Woldia
- Full name: Woldia Sport Club
- Ground: Mohammed Hussein Ali Al-Amoudi Stadium
- Capacity: 25,000
- Manager: Zelalem Shiferaw
- League: Ethiopian Higher League
- 2020-21: Higher League 8th of 9 (Group A)
| Home colours | Away colours |

= Woldia SC =

Association football club in Ethiopia

Woldia Sport Club (Amharic: ወልዲያ ስፖርት ክለብ ) is an Ethiopian football club based in Weldiya, Ethiopia. They are a member of the Ethiopian Football Federation and play in the Ethiopian Higher League, the second division of Ethiopian football. Their home stadium is Woldiya Stadium.

==History==
Woldia SC was promoted to the Ethiopian Premier League after the 2015–16 season. It played its first season in the Premier League during the 2016–17 season finishing a respectable 7th place. The club started playing their matches in the newly opened Woldiya Stadium in January 2017.

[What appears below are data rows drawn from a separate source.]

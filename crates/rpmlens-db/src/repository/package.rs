//! Package queries.

use diesel::{prelude::*, sql_types::Text};
use tracing::trace;

use super::SortDirection;
use crate::{
    entities::packages,
    membership::MembershipPredicate,
    models::{PackageListItem, PackageSearchItem},
    query::SelectQuery,
    traits::Expression,
};

/// Helper struct for rows of the distinct-name search.
#[derive(Debug, QueryableByName)]
struct PackageNameRow {
    #[diesel(sql_type = Text)]
    name: String,
    #[diesel(sql_type = Text)]
    summary: String,
}

#[derive(Debug, QueryableByName)]
struct PackageRow {
    #[diesel(sql_type = Text)]
    content_ptr_id: String,
    #[diesel(sql_type = Text)]
    name: String,
    #[diesel(sql_type = Text)]
    epoch: String,
    #[diesel(sql_type = Text)]
    version: String,
    #[diesel(sql_type = Text)]
    release: String,
    #[diesel(sql_type = Text)]
    arch: String,
    #[diesel(sql_type = Text)]
    summary: String,
}

impl From<PackageRow> for PackageListItem {
    fn from(row: PackageRow) -> Self {
        Self {
            content_id: row.content_ptr_id,
            name: row.name,
            epoch: row.epoch,
            version: row.version,
            release: row.release,
            arch: row.arch,
            summary: row.summary,
        }
    }
}

/// Field a package listing can be sorted on.
#[derive(Debug, Clone, Copy, PartialEq, Eq, Default)]
pub enum PackageSortField {
    #[default]
    Name,
    Version,
    Release,
    Arch,
}

impl PackageSortField {
    /// Parses a field name; anything unrecognized yields `None`.
    pub fn parse(field: &str) -> Option<Self> {
        match field.trim().to_ascii_lowercase().as_str() {
            "name" => Some(Self::Name),
            "version" => Some(Self::Version),
            "release" => Some(Self::Release),
            "arch" => Some(Self::Arch),
            _ => None,
        }
    }
}

/// Filters, ordering and page bounds of a package listing.
#[derive(Debug, Clone, Default)]
pub struct PackageListQuery<'a> {
    pub name: Option<&'a str>,
    pub sort_field: PackageSortField,
    pub direction: SortDirection,
    pub offset: i64,
    pub limit: i64,
}

/// Repository for package content.
pub struct PackageRepository;

impl PackageRepository {
    /// Searches visible packages by name, one row per distinct name.
    ///
    /// The summary comes from the occurrence with the lowest content id.
    pub fn search(
        conn: &mut SqliteConnection,
        membership: MembershipPredicate,
        search: &str,
        limit: i64,
    ) -> QueryResult<Vec<PackageSearchItem>> {
        let rows = SelectQuery::<PackageNameRow>::from(packages::TABLE)
            .select(&[packages::NAME, packages::SUMMARY])
            .select_raw(format!("MIN({}) AS content_id", packages::CONTENT_ID.name))
            .filter(membership)
            .filter(packages::NAME.ilike(search))
            .group_by(packages::NAME)
            .order_by(packages::NAME, false)
            .limit(limit)
            .fetch(conn)?;

        trace!(rows = rows.len(), "package search");

        Ok(rows
            .into_iter()
            .map(|row| {
                PackageSearchItem {
                    name: row.name,
                    summary: row.summary,
                }
            })
            .collect())
    }

    /// Lists visible package units with a total that ignores pagination.
    ///
    /// Rows are ordered by the requested field first, then by name, version,
    /// release and arch ascending.
    pub fn list(
        conn: &mut SqliteConnection,
        membership: MembershipPredicate,
        query: &PackageListQuery<'_>,
    ) -> QueryResult<(Vec<PackageListItem>, i64)> {
        let mut select = SelectQuery::<PackageRow>::from(packages::TABLE)
            .select(&[
                packages::CONTENT_ID,
                packages::NAME,
                packages::EPOCH,
                packages::VERSION,
                packages::RELEASE,
                packages::ARCH,
                packages::SUMMARY,
            ])
            .filter(membership);

        if let Some(name) = query.name.filter(|n| !n.is_empty()) {
            select = select.filter(packages::NAME.ilike(name));
        }

        let total = select.count(conn)?;

        let sort_col = match query.sort_field {
            PackageSortField::Name => packages::NAME,
            PackageSortField::Version => packages::VERSION,
            PackageSortField::Release => packages::RELEASE,
            PackageSortField::Arch => packages::ARCH,
        };

        let rows = select
            .order_by(sort_col, query.direction.is_desc())
            .order_by(packages::NAME, false)
            .order_by(packages::VERSION, false)
            .order_by(packages::RELEASE, false)
            .order_by(packages::ARCH, false)
            .order_by(packages::CONTENT_ID, false)
            .limit(query.limit)
            .offset(query.offset)
            .fetch(conn)?;

        trace!(rows = rows.len(), total, "package list");

        Ok((rows.into_iter().map(Into::into).collect(), total))
    }
}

In May 2018 the club named Zelalem Shiferaw as their new manager after their former manager Zemariam Woldegiorgis was suspended by the Ethiopian Football Federation Discipline Committee.

Woldia was relegated from the Ethiopian Premier League after finishing last in the standings after the 2017–18 season.

==Stadium==

Woldia SC play their home matches at Mohammed Hussein Ali Al-Amoudi Stadium in Weldiya, Ethiopia. The stadium has a capacity of 25,155 people and includes a ground tennis court, a basketball court, an Olympic size swimming pool, a volleyball field, a handball field and a guest house.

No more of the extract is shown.